Tyler, are you forgetting which account to post from?

Good catch, and I call bullshit on the OP.

He is both 28 and 34, and posts a profile pic of a young Brad Pitt.
He calls himself a slave.
Reminds me of a journal entry I made recently. In in, I let any "slaves" contacting me know that they are reading the wrong profile, to move along and try to convince somebody else that that's what they are.

Tyler, whoever the flip you are, I have never asked for tribute, and the only man I've ever told what to get me was my husband.
(That's because I have very specific tastes in things and don't care to receive frivolous gifts.)
This isn't just me -- no lifestyle Domme I have known does either, and contrary to what some of you may have assumed, we don't get off on making demands (at least not the ones I know). Yes, we expect to be obeyed, within reasonable limits.

You're either going to step up to the plate (pun not intended) and be a giving sort of individual or you aren't. Your time, your effort, your energy, your availability, your willingness to go that extra mile.
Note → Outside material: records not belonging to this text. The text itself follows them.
use crate::engine::{self, ExecutionError};
use crate::fhe::Backend;
use crate::state::{load_account, load_session, validate_and_increment_nonce, PrepareError, State, Status};
use anyhow::{Context as _, Result};
use commonware_cryptography::ed25519::PublicKey;
use encwars_types::{
    execution::{Event, Instruction, Key, Transaction, Value},
    Address, GameError,
};
use std::collections::BTreeMap;
use tracing::{debug, info};

/// Result of one included transaction.
#[derive(Clone, Debug, PartialEq, Eq)]
pub struct Receipt {
    pub public: PublicKey,
    pub nonce: u64,
    /// Events on success. A rejection consumes the nonce and leaves the session untouched.
    pub result: Result<Vec<Event>, GameError>,
}

/// Staged view over a repository. Writes land in `pending` and reach the repository only through
/// [Layer::commit].
pub struct Layer<'a, S: State, B: Backend> {
    state: &'a S,
    backend: &'a B,
    contract: Address,

    pending: BTreeMap<Key, Status>,
}

impl<'a, S: State, B: Backend> Layer<'a, S, B> {
    pub fn new(state: &'a S, backend: &'a B, contract: Address) -> Self {
        Self {
            state,
            backend,
            contract,
            pending: BTreeMap::new(),
        }
    }

    fn stage(&mut self, key: Key, value: Value) {
        self.pending.insert(key, Status::Update(value));
    }

    async fn prepare(&mut self, transaction: &Transaction) -> Result<(), PrepareError> {
        let mut account = load_account(self, &transaction.public)
            .await
            .map_err(PrepareError::State)?;
        validate_and_increment_nonce(&mut account, transaction.nonce)?;
        self.stage(
            Key::Account(transaction.public.clone()),
            Value::Account(account),
        );

        Ok(())
    }

    async fn apply(&mut self, transaction: &Transaction) -> Result<Vec<Event>, ExecutionError> {
        let owner = &transaction.public;
        let session = load_session(self, owner)
            .await
            .map_err(ExecutionError::State)?;

        let (next, event) = match transaction.instruction {
            Instruction::StartGame => (
                engine::start_game(self.backend, owner, &self.contract)?,
                Event::GameStarted {
                    owner: owner.clone(),
                },
            ),
            Instruction::PlayRound { index } => {
                let next =
                    engine::play_round(self.backend, owner, &self.contract, &session, index)?;
                let rounds_played = next.rounds_played;
                (
                    next,
                    Event::RoundPlayed {
                        owner: owner.clone(),
                        index,
                        rounds_played,
                    },
                )
            }
        };

        self.stage(Key::Session(owner.clone()), Value::Session(next));
        Ok(vec![event])
    }

    /// Executes `transactions` in order. Badly signed transactions and nonce mismatches are
    /// dropped; engine rejections are included with their error.
    pub async fn execute(&mut self, transactions: Vec<Transaction>) -> Result<Vec<Receipt>> {
        let mut receipts = Vec::new();

        for tx in transactions {
            if !tx.verify() {
                debug!(public = ?tx.public, "invalid signature; dropping transaction");
                continue;
            }
            match self.prepare(&tx).await {
                Ok(()) => {}
                Err(PrepareError::NonceMismatch { expected, got }) => {
                    debug!(
                        public = ?tx.public,
                        expected,
                        got,
                        "nonce mismatch; dropping transaction"
                    );
                    continue;
                }
                Err(PrepareError::State(err)) => {
                    return Err(err).context("state error during prepare");
                }
            }

            let result = match self.apply(&tx).await {
                Ok(events) => {
                    info!(public = ?tx.public, instruction = ?tx.instruction, "instruction applied");
                    Ok(events)
                }
                Err(ExecutionError::Game(err)) => {
                    debug!(
                        public = ?tx.public,
                        instruction = ?tx.instruction,
                        kind = %err.kind(),
                        error = %err,
                        "instruction rejected"
                    );
                    Err(err)
                }
                Err(err) => return Err(anyhow::Error::new(err)).context("execution failed"),
            };
            receipts.push(Receipt {
                public: tx.public.clone(),
                nonce: tx.nonce,
                result,
            });
        }

        Ok(receipts)
    }

    pub fn commit(self) -> Vec<(Key, Status)> {
        self.pending.into_iter().collect()
    }
}

impl<'a, S: State, B: Backend> State for Layer<'a, S, B> {
    async fn get(&self, key: &Key) -> Result<Option<Value>> {
        Ok(match self.pending.get(key) {
            Some(Status::Update(value)) => Some(value.clone()),
            Some(Status::Delete) => None,
            None => self.state.get(key).await?,
        })
    }

    async fn insert(&mut self, key: Key, value: Value) -> Result<()> {
        self.stage(key, value);
        Ok(())
    }

    async fn delete(&mut self, key: &Key) -> Result<()> {
        self.pending.insert(key.clone(), Status::Delete);
        Ok(())
    }
}

#[cfg(test)]
mod tests {
    use super::*;
    use crate::fhe::Decrypter;
    use crate::mocks::{create_account_keypair, Scripted};
    use crate::projection;
    use crate::state::{nonce, Memory};
    use encwars_types::{ledger_address, GameMeta};
    use futures::executor::block_on;

    async fn run(
        state: &mut Memory,
        backend: &Scripted,
        transactions: Vec<Transaction>,
    ) -> Result<Vec<Receipt>> {
        let contract = ledger_address(b"test");
        let (receipts, changes) = {
            let mut layer = Layer::new(&*state, backend, contract);
            let receipts = layer.execute(transactions).await?;
            (receipts, layer.commit())
        };
        state.apply(changes).await?;
        Ok(receipts)
    }

    #[test]
    fn test_nonce_validation() {
        block_on(async {
            let state = Memory::default();
            let backend = Scripted::new([1, 2, 3]);
            let mut layer = Layer::new(&state, &backend, ledger_address(b"test"));
            let (signer, _) = create_account_keypair(1);

            let tx = Transaction::sign(&signer, 1, Instruction::StartGame);
            assert!(layer.prepare(&tx).await.is_err());

            let tx = Transaction::sign(&signer, 0, Instruction::StartGame);
            assert!(layer.prepare(&tx).await.is_ok());
        });
    }

    #[test]
    fn test_full_game() {
        block_on(async {
            let mut state = Memory::default();
            let backend = Scripted::new([7, 3, 9, 4, 5, 2]);
            let (signer, owner) = create_account_keypair(1);

            let receipts = run(
                &mut state,
                &backend,
                vec![
                    Transaction::sign(&signer, 0, Instruction::StartGame),
                    Transaction::sign(&signer, 1, Instruction::PlayRound { index: 0 }),
                    Transaction::sign(&signer, 2, Instruction::PlayRound { index: 1 }),
                    Transaction::sign(&signer, 3, Instruction::PlayRound { index: 2 }),
                ],
            )
            .await
            .unwrap();

            assert_eq!(receipts.len(), 4);
            assert_eq!(
                receipts[0].result,
                Ok(vec![Event::GameStarted {
                    owner: owner.clone()
                }])
            );
            assert_eq!(
                receipts[3].result,
                Ok(vec![Event::RoundPlayed {
                    owner: owner.clone(),
                    index: 2,
                    rounds_played: 3,
                }])
            );

            let meta = projection::game_meta(&state, &owner).await.unwrap();
            assert_eq!(
                meta,
                GameMeta {
                    rounds_played: 3,
                    used_cards: [true; 3],
                    initialized: true,
                }
            );
            let score = projection::score(&state, &owner).await.unwrap();
            assert_eq!(backend.decrypt(&score), Some(2));
            assert_eq!(nonce(&state, &owner).await.unwrap(), 4);
        });
    }

    #[test]
    fn test_rejection_consumes_nonce_only() {
        block_on(async {
            let mut state = Memory::default();
            let backend = Scripted::new([7, 3, 9, 4]);
            let (signer, owner) = create_account_keypair(1);

            let receipts = run(
                &mut state,
                &backend,
                vec![Transaction::sign(&signer, 0, Instruction::PlayRound { index: 0 })],
            )
            .await
            .unwrap();
            assert_eq!(receipts[0].result, Err(GameError::SessionNotStarted));
            assert_eq!(nonce(&state, &owner).await.unwrap(), 1);
            assert_eq!(
                projection::game_meta(&state, &owner).await.unwrap(),
                GameMeta::default()
            );

            run(
                &mut state,
                &backend,
                vec![
                    Transaction::sign(&signer, 1, Instruction::StartGame),
                    Transaction::sign(&signer, 2, Instruction::PlayRound { index: 0 }),
                ],
            )
            .await
            .unwrap();
            let before = crate::state::load_session(&state, &owner).await.unwrap();

            let receipts = run(
                &mut state,
                &backend,
                vec![
                    Transaction::sign(&signer, 3, Instruction::PlayRound { index: 0 }),
                    Transaction::sign(&signer, 4, Instruction::PlayRound { index: 5 }),
                ],
            )
            .await
            .unwrap();
            assert_eq!(receipts[0].result, Err(GameError::RoundAlreadyPlayed(0)));
            assert_eq!(receipts[1].result, Err(GameError::InvalidRound(5)));
            assert_eq!(
                crate::state::load_session(&state, &owner).await.unwrap(),
                before
            );
            assert_eq!(nonce(&state, &owner).await.unwrap(), 5);
        });
    }

    #[test]
    fn test_dropped_transactions() {
        block_on(async {
            let mut state = Memory::default();
            let backend = Scripted::new([7, 3, 9]);
            let (signer, owner) = create_account_keypair(1);
            let (other, _) = create_account_keypair(2);

            let mut forged = Transaction::sign(&signer, 0, Instruction::StartGame);
            forged.signature = Transaction::sign(&other, 0, Instruction::StartGame).signature;

            let receipts = run(
                &mut state,
                &backend,
                vec![
                    forged,
                    Transaction::sign(&signer, 9, Instruction::StartGame),
                ],
            )
            .await
            .unwrap();
            assert!(receipts.is_empty());
            assert!(state.is_empty());
            assert_eq!(nonce(&state, &owner).await.unwrap(), 0);
        });
    }

    #[test]
    fn test_backend_failure_aborts_batch() {
        block_on(async {
            let state = Memory::default();
            // Enough for the hand, not for the first round.
            let backend = Scripted::new([7, 3, 9]);
            let (signer, _) = create_account_keypair(1);
            let mut layer = Layer::new(&state, &backend, ledger_address(b"test"));

            let result = layer
                .execute(vec![
                    Transaction::sign(&signer, 0, Instruction::StartGame),
                    Transaction::sign(&signer, 1, Instruction::PlayRound { index: 0 }),
                ])
                .await;
            assert!(result.is_err());
            // The caller discards the layer, so nothing reaches the repository.
            drop(layer);
            assert!(state.is_empty());
        });
    }

    #[test]
    fn test_owners_are_isolated() {
        block_on(async {
            let mut state = Memory::default();
            let backend = Scripted::new([7, 3, 9, 1, 1, 1, 4]);
            let (alice_key, alice) = create_account_keypair(1);
            let (bob_key, bob) = create_account_keypair(2);

            let receipts = run(
                &mut state,
                &backend,
                vec![
                    Transaction::sign(&alice_key, 0, Instruction::StartGame),
                    Transaction::sign(&bob_key, 0, Instruction::StartGame),
                    Transaction::sign(&bob_key, 1, Instruction::PlayRound { index: 2 }),
                ],
            )
            .await
            .unwrap();
            assert!(receipts.iter().all(|r| r.result.is_ok()));

            let alice_meta = projection::game_meta(&state, &alice).await.unwrap();
            let bob_meta = projection::game_meta(&state, &bob).await.unwrap();
            assert_eq!(alice_meta.rounds_played, 0);
            assert_eq!(bob_meta.used_cards, [false, false, true]);

            let bob_score = projection::score(&state, &bob).await.unwrap();
            assert_eq!(backend.decrypt(&bob_score), Some(0));
            let contract = ledger_address(b"test");
            assert!(backend.is_allowed(&bob_score, &bob, &contract));
            assert!(!backend.is_allowed(&bob_score, &alice, &contract));
        });
    }
}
Stinginess with expressing appreciation in the form of withholding sincere compliments and praise, in making thoughtful little gestures, and showing your devotion - not simply performing routine services - is not an option.

The problem with many submissive males is that THEY expect to be told what to do. Every freaking minute of the day, as if not being able to think for yourselves is somehow a sign of submission? Hell no.
You (in general) couldn't make it past a job interview with me if I even remotely sensed that you were lacking in initiative and couldn't handle matters on your own without having Mommie Dearest holding your hand every step of the way.

To answer your question from what I've observed. There are male Doms who do require that a (gullible) submissive subsidize or augment their lifestyle. Some don't bother to make an effort to offer much of anything in return, and this makes them a type of Top-for-hire at best, a user and exploiter at worst.
There are cyber Doms who require a webcam to be installed and don't offer any provision in return for the outlay in expense.
A Dom may want his fetish needs to be fulfilled and not pay for or reimburse a sub for her fetish outfits, shoes, stockings, etc.
There's a Master who "made" his sub buy her own collar, and when he let her go, he kept it and refused to return it to her.
There are gay Doms who demand tribute from their subs, and from what I hear, this isn't uncommon. That, and/or financial domination.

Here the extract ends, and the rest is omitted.